MATERIAL PROVIDED

//! Error handling for SpidyAni operations
//!
//! This module defines the error types used throughout the decoder, the
//! encoders, and the export consumers. It uses thiserror for ergonomic error
//! handling and provides context-specific error variants.

pub use crate::common::Result;
pub use crate::common::SpidyAniError;
//! Animated GIF sink

use super::{ExportOptions, ExportSink, FramePool};
use crate::decode::{Frame, StreamInfo};
use crate::{Result, SpidyAniError};
use std::fs::File;
use std::io::{BufWriter, Write};
use std::path::{Path, PathBuf};

/// Writes frames as a looping GIF
///
/// Quantization runs on the worker pool; frames are written in order as they
/// come back.
pub struct GifSink {
    path: PathBuf,
    output: Option<BufWriter<File>>,
    encoder: Option<gif::Encoder<BufWriter<File>>>,
    pool: Option<FramePool<gif::Frame<'static>>>,
    delay: u16,
    speed: i32,
    name: String,
}

impl GifSink {
    /// Create the output file
    pub fn create<P: AsRef<Path>>(path: P) -> Result<Self> {
        let path = path.as_ref().to_path_buf();
        let output = BufWriter::new(File::create(&path)?);
        Ok(Self {
            name: format!("gif {}", path.display()),
            path,
            output: Some(output),
            encoder: None,
            pool: None,
            delay: 0,
            speed: 10,
        })
    }

    /// Output path
    pub fn path(&self) -> &Path {
        &self.path
    }

    fn write_ready(&mut self, frames: Vec<Result<gif::Frame<'static>>>) -> Result<()> {
        let encoder = self
            .encoder
            .as_mut()
            .ok_or_else(|| SpidyAniError::Export("gif encoder not started".into()))?;
        for frame in frames {
            encoder.write_frame(&frame?)?;
        }
        Ok(())
    }
}

impl std::fmt::Debug for GifSink {
    fn fmt(&self, f: &mut std::fmt::Formatter<'_>) -> std::fmt::Result {
        f.debug_struct("GifSink")
            .field("path", &self.path)
            .field("delay", &self.delay)
            .field("speed", &self.speed)
            .field("started", &self.encoder.is_some())
            .finish()
    }
}

/// Frame delay in hundredths of a second
pub(crate) fn frame_delay(fps: f64) -> u16 {
    if fps.is_finite() && fps > 0.0 {
        (100.0 / fps).round().clamp(1.0, f64::from(u16::MAX)) as u16
    } else {
        (100.0 / crate::FALLBACK_FPS).round() as u16
    }
}

impl ExportSink for GifSink {
    fn name(&self) -> &str {
        &self.name
    }

    fn begin(&mut self, info: &StreamInfo, options: &ExportOptions) -> Result<()> {
        let output = self
            .output
            .take()
            .ok_or_else(|| SpidyAniError::Export("gif sink already started".into()))?;
        let mut encoder = gif::Encoder::new(output, info.width, info.height, &[])?;
        encoder.set_repeat(gif::Repeat::Infinite)?;

        self.delay = frame_delay(info.fps);
        self.speed = options.gif_speed.clamp(1, 30);
        self.encoder = Some(encoder);
        self.pool = Some(FramePool::new(
            "spidyani-gif",
            options.workers,
            options.queue_depth,
        )?);
        log::debug!(
            "{}: {}x{}, delay {} cs",
            self.name,
            info.width,
            info.height,
            self.delay
        );
        Ok(())
    }

    fn frame(&mut self, frame: &Frame) -> Result<()> {
        let (width, height, delay, speed) = (frame.width, frame.height, self.delay, self.speed);
        let mut rgba = frame.to_rgba();

        let pool = self
            .pool
            .as_mut()
            .ok_or_else(|| SpidyAniError::Export("gif sink not started".into()))?;
        pool.submit(move || {
            let mut frame = gif::Frame::from_rgba_speed(width, height, &mut rgba, speed);
            frame.delay = delay;
            Ok(frame)
        })?;
        let ready = pool.drain_ready();
        self.write_ready(ready)
    }

    fn finish(&mut self) -> Result<()> {
        if let Some(pool) = self.pool.take() {
            let remaining = pool.finish();
            self.write_ready(remaining)?;
        }
        if let Some(encoder) = self.encoder.take() {
            let mut output = encoder.into_inner()?;
            output.flush()?;
            log::debug!("{}: finished", self.name);
        }
        Ok(())
    }
}
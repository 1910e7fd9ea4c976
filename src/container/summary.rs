//! Single-pass container summary
//!
//! Walks every chunk without decoding pixels. The decode orchestrator uses it
//! to learn the total sound size (and therefore the frame rate) before
//! playback starts.

use super::{Chunk, ChunkReader, Header};
use crate::{frames_per_second, Result, SpidyAniError};
use std::io::Read;

/// Chunk and frame counts for a whole container
#[derive(Debug, Clone, PartialEq)]
pub struct ContainerSummary {
    /// Container header
    pub header: Header,
    /// Palette chunks seen
    pub palette_chunks: u32,
    /// Data chunks seen
    pub data_chunks: u32,
    /// Data chunks stored without LZSS
    pub special_frames: u32,
    /// Sound chunks seen
    pub sound_chunks: u32,
    /// Total sound bytes
    pub sound_bytes: u64,
    /// Logical frames completed by the Data chunks
    pub frames: u32,
    /// Frames completed before the first Sound chunk, if any sound exists
    pub frames_before_first_sound: Option<u32>,
}

impl ContainerSummary {
    /// Scan a whole container
    pub fn scan<R: Read>(reader: R) -> Result<Self> {
        match Self::scan_lenient(reader)? {
            (summary, None) => Ok(summary),
            (_, Some(error)) => Err(error),
        }
    }

    /// Scan up to the first broken chunk
    ///
    /// Header errors still fail. A chunk that cannot be read ends the scan and
    /// its error is returned alongside the counts gathered before it.
    pub fn scan_lenient<R: Read>(reader: R) -> Result<(Self, Option<SpidyAniError>)> {
        let mut chunks = ChunkReader::new(reader)?;
        let header = *chunks.header();
        let frame_cells = header.frame_cells();
        let partial = header.partial_data();

        let mut summary = Self {
            header,
            palette_chunks: 0,
            data_chunks: 0,
            special_frames: 0,
            sound_chunks: 0,
            sound_bytes: 0,
            frames: 0,
            frames_before_first_sound: None,
        };
        let mut pending_cells = 0usize;

        let error = loop {
            let chunk = match chunks.next_chunk() {
                Ok(Some(chunk)) => chunk,
                Ok(None) => break None,
                Err(e) => break Some(e),
            };
            match chunk {
                Chunk::Palette(_) => summary.palette_chunks += 1,
                Chunk::Sound(samples) => {
                    summary.sound_chunks += 1;
                    summary.sound_bytes += samples.len() as u64;
                    summary.frames_before_first_sound.get_or_insert(summary.frames);
                }
                Chunk::Data(data) => {
                    summary.data_chunks += 1;
                    if data.is_special() {
                        summary.special_frames += 1;
                    }
                    if frame_cells == 0 {
                        continue;
                    }
                    if partial {
                        pending_cells += data.cells();
                        summary.frames += (pending_cells / frame_cells) as u32;
                        pending_cells %= frame_cells;
                    } else {
                        summary.frames += 1;
                    }
                }
            }
        };

        if let Some(e) = &error {
            log::debug!("Scan stopped after {} chunks: {}", chunks.chunks_read(), e);
        }
        log::debug!(
            "Scanned container: {} frames in {} data chunks, {} sound bytes",
            summary.frames,
            summary.data_chunks,
            summary.sound_bytes
        );
        Ok((summary, error))
    }

    /// Playback rate derived from the header frame count and total sound
    pub fn fps(&self) -> f64 {
        frames_per_second(self.header.frame_count, self.sound_bytes)
    }

    /// Frames that should be shown before audio starts
    pub fn audio_frame_delay(&self) -> u32 {
        self.frames_before_first_sound.unwrap_or(0)
    }

    /// Length of the audio track in seconds
    pub fn audio_duration(&self) -> f64 {
        self.sound_bytes as f64 / crate::SAMPLE_RATE as f64
    }
}
//! Palette-indexed pixel-run codec
//!
//! After LZSS, a Data payload is a stream of pixel-run instructions:
//!
//! | code        | meaning                                                |
//! |-------------|--------------------------------------------------------|
//! | `0xC0`      | fill, 16-bit count and one index byte follow           |
//! | `0xC1-0xFF` | fill `code & 0x3F` cells, one index byte follows       |
//! | `0x80`      | skip, 16-bit count follows                             |
//! | `0x81-0xBF` | skip `code & 0x3F` cells                               |
//! | `0x00-0x7F` | TYPE_1: one pixel of index `code`                      |
//! |             | TYPE_2: literal run of `code` raw indices (`0`: 16-bit) |
//!
//! Skipped cells keep whatever the destination already holds, which is how
//! delta frames leave unchanged regions alone.

mod decoder;
mod encoder;

pub use decoder::decode_pixels;
pub use encoder::encode_indices;

/// First fill code
pub const FILL_BASE: u8 = 0xC0;

/// First skip code
pub const SKIP_BASE: u8 = 0x80;

/// Mask extracting the short count from fill and skip codes
pub const COUNT_MASK: u8 = 0x3F;

/// Turns a palette index into the value stored in the destination buffer
pub trait Resolve {
    /// Destination cell type
    type Output: Copy;

    /// Resolve one index
    fn resolve(&self, index: u8) -> Self::Output;
}

/// Resolution mode that stores raw palette indices
#[derive(Debug, Clone, Copy, Default, PartialEq, Eq)]
pub struct RawIndex;

impl Resolve for RawIndex {
    type Output = u8;

    #[inline]
    fn resolve(&self, index: u8) -> u8 {
        index
    }
}

#[cfg(test)]
mod tests {
    use super::*;
    use crate::Algorithm;

    #[test]
    fn test_encoded_frame_decodes_back() {
        let previous: Vec<u8> = (0..64u8).collect();
        let mut current = previous.clone();
        current[10..30].fill(0x90);
        current[40] = 0x05;

        for algorithm in [Algorithm::Type1, Algorithm::Type2] {
            let stream = encode_indices(&current, Some(&previous), algorithm);
            let mut frame = previous.clone();
            let end = decode_pixels(&stream, &mut frame, algorithm, &RawIndex).unwrap();
            assert_eq!(end, frame.len());
            assert_eq!(frame, current, "{algorithm:?}");
        }
    }
}
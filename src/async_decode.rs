//! Async decode sessions
//!
//! The decoder itself is blocking; this module runs a session on Tokio's
//! blocking pool and exposes its events as a [`futures::Stream`].

#[cfg(feature = "async")]
/// Decode events as an async stream
pub mod stream {
    use crate::decode::{
        AnimationDecoder, ChannelConsumer, DecodeEvent, DecoderOptions, EventSink, Frame,
        SessionOutcome,
    };
    use crate::playback::PlaybackControl;
    use crate::{Result, SpidyAniError};
    use futures::Stream;
    use std::io::Read;
    use std::path::{Path, PathBuf};
    use std::pin::Pin;
    use std::task::{Context, Poll};
    use tokio::sync::mpsc;
    use tokio::task::JoinHandle;

    impl EventSink for mpsc::Sender<DecodeEvent> {
        fn send_event(&mut self, event: DecodeEvent) -> bool {
            // Runs on the blocking pool, never inside the runtime's workers
            self.blocking_send(event).is_ok()
        }
    }

    /// Events of a session running on the blocking pool
    ///
    /// The stream ends after the terminal event. Dropping it stops the
    /// session at the next chunk boundary.
    #[derive(Debug)]
    pub struct DecodeEventStream {
        receiver: mpsc::Receiver<DecodeEvent>,
        control: PlaybackControl,
        session: Option<JoinHandle<SessionOutcome>>,
    }

    impl DecodeEventStream {
        /// Start a session; must be called within a Tokio runtime
        pub fn spawn<F, R>(
            name: impl Into<String>,
            open: F,
            options: DecoderOptions,
            capacity: usize,
        ) -> Self
        where
            F: FnMut() -> std::io::Result<R> + Send + 'static,
            R: Read,
        {
            let (sender, receiver) = mpsc::channel(capacity.max(1));
            let control = PlaybackControl::new();
            let mut consumer = ChannelConsumer::new(name, open, sender, control.clone());

            let session = tokio::task::spawn_blocking(move || {
                AnimationDecoder::with_options(options).run(&mut consumer)
            });

            Self {
                receiver,
                control,
                session: Some(session),
            }
        }

        /// Decode the container at `path`
        pub fn open<P: AsRef<Path>>(path: P, options: DecoderOptions) -> Self {
            let path: PathBuf = path.as_ref().to_path_buf();
            let name = path.display().to_string();
            Self::spawn(
                name,
                move || std::fs::File::open(&path).map(std::io::BufReader::new),
                options,
                16,
            )
        }

        /// Pause, resume and stop the session
        pub fn control(&self) -> &PlaybackControl {
            &self.control
        }

        /// Stop the session and wait for it to wind down
        pub async fn stop(mut self) -> Option<SessionOutcome> {
            self.control.stop();
            self.receiver.close();
            let session = self.session.take()?;
            session.await.ok()
        }
    }

    impl Stream for DecodeEventStream {
        type Item = DecodeEvent;

        fn poll_next(self: Pin<&mut Self>, cx: &mut Context<'_>) -> Poll<Option<DecodeEvent>> {
            self.get_mut().receiver.poll_recv(cx)
        }
    }

    impl Drop for DecodeEventStream {
        fn drop(&mut self) {
            self.control.stop();
        }
    }

    /// Decode an in-memory container to frames without blocking the runtime
    pub async fn decode_frames_async(data: Vec<u8>) -> Result<Vec<Frame>> {
        tokio::task::spawn_blocking(move || crate::decode_frames(&data))
            .await
            .map_err(|e| SpidyAniError::Io(std::io::Error::new(std::io::ErrorKind::Other, e)))?
    }
}

#[cfg(feature = "async")]
pub use stream::{decode_frames_async, DecodeEventStream};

WHAT THE EXERCISE ASKS
Output the lines above exactly, but only those between the line holding "let path: PathBuf" and the line holding "blocking the runtime", inclusive.

ANSWER BOX
            let path: PathBuf = path.as_ref().to_path_buf();
            let name = path.display().to_string();
            Self::spawn(
                name,
                move || std::fs::File::open(&path).map(std::io::BufReader::new),
                options,
                16,
            )
        }

        /// Pause, resume and stop the session
        pub fn control(&self) -> &PlaybackControl {
            &self.control
        }

        /// Stop the session and wait for it to wind down
        pub async fn stop(mut self) -> Option<SessionOutcome> {
            self.control.stop();
            self.receiver.close();
            let session = self.session.take()?;
            session.await.ok()
        }
    }

    impl Stream for DecodeEventStream {
        type Item = DecodeEvent;

        fn poll_next(self: Pin<&mut Self>, cx: &mut Context<'_>) -> Poll<Option<DecodeEvent>> {
            self.get_mut().receiver.poll_recv(cx)
        }
    }

    impl Drop for DecodeEventStream {
        fn drop(&mut self) {
            self.control.stop();
        }
    }

    /// Decode an in-memory container to frames without blocking the runtime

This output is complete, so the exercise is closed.